Sim development--Skies!

by J. Todd Wass » Thu, 24 Jan 2002 02:01:23

  I got the link from your tutorial, and those are the nicest skies I've seen
yet.  I still haven't figured out your DOF files yet.  If there's more than one
INDI chunk, I usually have problems, but that's another thread in itself.  Some
of my smaller experimental models work, but the only complex models that will
load are completely contained in one INDI chunk.  All tutorials I've seen on
3-D file loading are in C++; OOP is something I don't know anything about yet,
so seeing little symbols like -> just confuse me, leaving me to reinvent the
wheel in the 3-D model loading department, or hunting endless for straight C
examples (haven't found any).  Perhaps I ought to take up some basic C++?  Is
it the quantum leap mentally that I imagine it is?

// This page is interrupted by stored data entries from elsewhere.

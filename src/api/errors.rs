//! # Manejo de errores de la aplicación
//!
//! Los rechazos de dominio del núcleo ([`Rechazo`]) y los fallos de
//! infraestructura (base de datos, autenticación) comparten una sola
//! jerarquía `thiserror` que sabe traducirse a respuestas HTTP.

use actix_web::{HttpResponse, ResponseError};
use std::error::Error; // para recorrer la cadena de fuentes en los logs
use thiserror::Error;

use crate::core::Rechazo;

/// Tipos de error de la aplicación
#[derive(Error, Debug)]
pub enum AppError {
    /// Error de base de datos con contexto de la operación
    ///
    /// Mantiene la cadena de errores original de mongodb para el logging.
    #[error("Error de base de datos en operación '{operation}': {source}")]
    Database {
        operation: String,
        #[source]
        source: mongodb::error::Error,
    },

    /// Rechazo de dominio del núcleo (entrada corregible por el usuario)
    #[error(transparent)]
    Rechazo(#[from] Rechazo),

    /// Error de validación de entrada
    #[error("Error de validación: {0}")]
    Validation(String),

    /// Error de autorización
    #[error("No autorizado: {0}")]
    Unauthorized(String),

    /// Error de recurso no encontrado
    #[error("No encontrado: {0}")]
    NotFound(String),

    /// Error de conflicto de estado
    #[error("Conflicto: {0}")]
    Conflict(String),

    /// Error interno
    #[error("Error interno: {0}")]
    Internal(String),
}

impl AppError {
    /// Crea un error de base de datos con contexto de operación
    pub fn database(operation: &str, source: mongodb::error::Error) -> Self {
        Self::Database {
            operation: operation.to_string(),
            source,
        }
    }
}

impl ResponseError for AppError {
    fn error_response(&self) -> HttpResponse {
        // Log detallado del error antes de responder
        match self {
            Self::Database { operation, source } => {
                tracing::error!(
                    operation = %operation,
                    error = %source,
                    error_chain = ?source.source(),
                    "Database error occurred"
                );
                HttpResponse::InternalServerError().json(ErrorResponse {
                    error: "Error de base de datos".to_string(),
                    message: "Error interno del servidor".to_string(),
                })
            }
            Self::Rechazo(motivo) => {
                tracing::warn!(motivo = ?motivo, "Operación rechazada por el dominio");

                let body = ErrorResponse {
                    error: "Operación rechazada".to_string(),
                    message: motivo.to_string(),
                };

                // El solape (de región o de horario) es un conflicto con el
                // estado actual; el resto son entradas incorrectas.
                match motivo {
                    Rechazo::RegionSolapada | Rechazo::MesaYaReservada => {
                        HttpResponse::Conflict().json(body)
                    }
                    _ => HttpResponse::BadRequest().json(body),
                }
            }
            Self::Validation(message) => {
                tracing::warn!(message = %message, "Validation error");
                HttpResponse::BadRequest().json(ErrorResponse {
                    error: "Error de validación".to_string(),
                    message: message.clone(),
                })
            }
            Self::Unauthorized(reason) => {
                tracing::warn!(reason = %reason, "Unauthorized access attempt");
                HttpResponse::Unauthorized().json(ErrorResponse {
                    error: "No autorizado".to_string(),
                    message: reason.clone(),
                })
            }
            Self::NotFound(resource) => {
                tracing::info!(resource = %resource, "Resource not found");
                HttpResponse::NotFound().json(ErrorResponse {
                    error: "No encontrado".to_string(),
                    message: resource.clone(),
                })
            }
            Self::Conflict(message) => {
                tracing::warn!(message = %message, "State conflict");
                HttpResponse::Conflict().json(ErrorResponse {
                    error: "Conflicto".to_string(),
                    message: message.clone(),
                })
            }
            Self::Internal(message) => {
                tracing::error!(message = %message, "Internal error");
                HttpResponse::InternalServerError().json(ErrorResponse {
                    error: "Error interno".to_string(),
                    message: "Error interno del servidor".to_string(),
                })
            }
        }
    }
}

#[derive(serde::Serialize)]
pub struct ErrorResponse {
    pub error: String,
    pub message: String,
}

pub type AppResult<T> = Result<T, AppError>;

// Conversión automática desde mongodb::error::Error
impl From<mongodb::error::Error> for AppError {
    fn from(error: mongodb::error::Error) -> Self {
        Self::Database {
            operation: "database_operation".to_string(),
            source: error,
        }
    }
}

// Conversión desde errores de ObjectId
impl From<mongodb::bson::oid::Error> for AppError {
    fn from(e: mongodb::bson::oid::Error) -> Self {
        Self::Validation(format!("ObjectId inválido: {}", e))
    }
}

  Shucks...  The mip to bmp converter from your site really did the trick.  I
didn't load the models really, just generated the sky box with a rotation
formula and mapped the bmp's to it.  They are beautiful, that's for sure!
Thanks for posting the link :0)

  Thanks for the tip..  I just tried this as suggested, and it looks the same
still :-(  Perhaps slightly better at times maybe, but the seams are still
visible..  Jim Seamus said something about switching clamping on and off during
rendering, you know anything about that?  I thought that was a DX thing, but
maybe that's just for rendering surfaces and I'm confusing the two.

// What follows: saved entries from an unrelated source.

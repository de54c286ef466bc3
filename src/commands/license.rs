//! `activate <key>` and `deactivate`.
//!
//! These commands carry a license request. The orchestrator sees the request
//! before any environment preparation and drives the license gate instead of
//! calling [`Command::run`].

use super::{Command, CommandContext};
use crate::error::{Result, ToolError};
use crate::license::LicenseRequest;

#[derive(Debug, Clone)]
pub struct ActivateCommand {
    key: String,
}

impl ActivateCommand {
    pub fn new(key: impl Into<String>) -> Self {
        Self { key: key.into() }
    }
}

impl Command for ActivateCommand {
    fn name(&self) -> &str {
        "activate"
    }

    fn license_request(&self) -> Option<LicenseRequest> {
        Some(LicenseRequest::Activate {
            key: self.key.clone(),
        })
    }

    fn run(&mut self, _ctx: &mut CommandContext<'_>) -> Result<()> {
        Err(handled_by_license_gate(self.name()))
    }
}

#[derive(Debug, Clone, Default)]
pub struct DeactivateCommand;

impl Command for DeactivateCommand {
    fn name(&self) -> &str {
        "deactivate"
    }

    fn license_request(&self) -> Option<LicenseRequest> {
        Some(LicenseRequest::Deactivate)
    }

    fn run(&mut self, _ctx: &mut CommandContext<'_>) -> Result<()> {
        Err(handled_by_license_gate(self.name()))
    }
}

fn handled_by_license_gate(name: &str) -> ToolError {
    ToolError::Command(format!("{} is handled by the license subsystem", name))
}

  Do you have a declaration # for GL_CLAMP_TO_EDGE?  It's not in my header
file.  (Converted to PowerBasic, so maybe everything's not there.)  Don't look
too hard, I want to see if there's another way to fix this.  My road textures
don't have this problem.  

  The quake style engine sounds awesome...  I'm just trying to draw basic stuff
at this point!  LOL  

Todd Wasson
---
Performance Simulations
Drag Racing and Top Speed Prediction
Software
http://PerformanceSimulations.Com

My little car sim screenshots:
http://performancesimulations.com/scnshot4.htm

J. Todd Wass

Sim development--Skies!

by J. Todd Wass » Thu, 24 Jan 2002 02:04:09

  Yes, it's OpenGL..  Ok, Ruud just outlined clamping, is that what you were
talking about?  I tried what he mentioned, but the problem is still there.
However, I'm not switching clamping on and off at anypoint, it's just set "on"
one time  when the textures are loaded with:

    glTexParameterf %GL_TEXTURE_2D,%GL_TEXTURE_WRAP_S,%GL_REPEAT
    glTexParameterf %GL_TEXTURE_2D,%GL_TEXTURE_WRAP_T,%GL_REPEAT

 Look familiar?  Anything glaringly wrong here?

Thanks,

Todd Wasson
---
Performance Simulations
Drag Racing and Top Speed Prediction
Software
http://PerformanceSimulations.Com

My little car sim screenshots:
http://performancesimulations.com/scnshot4.htm

Jim Seamu

Sim development--Skies!

by Jim Seamu » Thu, 24 Jan 2002 02:25:59

The clamping thing, as explained by someone who understands the problem but
lacks the technical vocabulary (sorry!):

OpenGL repeats textures if you set the u,v to more than 1, as you know. This
makes it dead easy to tile a floor with a single texture, for example. The
"texture filtering thing" blends each texture pixel with its neighbours, so
when a texture is seen at an angle or stretched or whatever it doesn't look
blocky. So when you move really close to the floor and look down, you don't
see giant hard-edged pixels.

If you have a floor texture that ISN'T repeated (i.e. no tiling), then
OpenGL still uses the same texture filter thing whereby every pixel is
blended with its neighbours. The thing is, the pixels on, say, the very left
side of the texture have "neighbours" on the very right side (because you
have GL_REPEAT or whatever its called on, so OpenGL is prepared for
repeating textures). So the colour of the pixels on the left hand edge of
your texture is influenced by the colour of the pixels on the right. It is
this that's causing the visible edges in your sky.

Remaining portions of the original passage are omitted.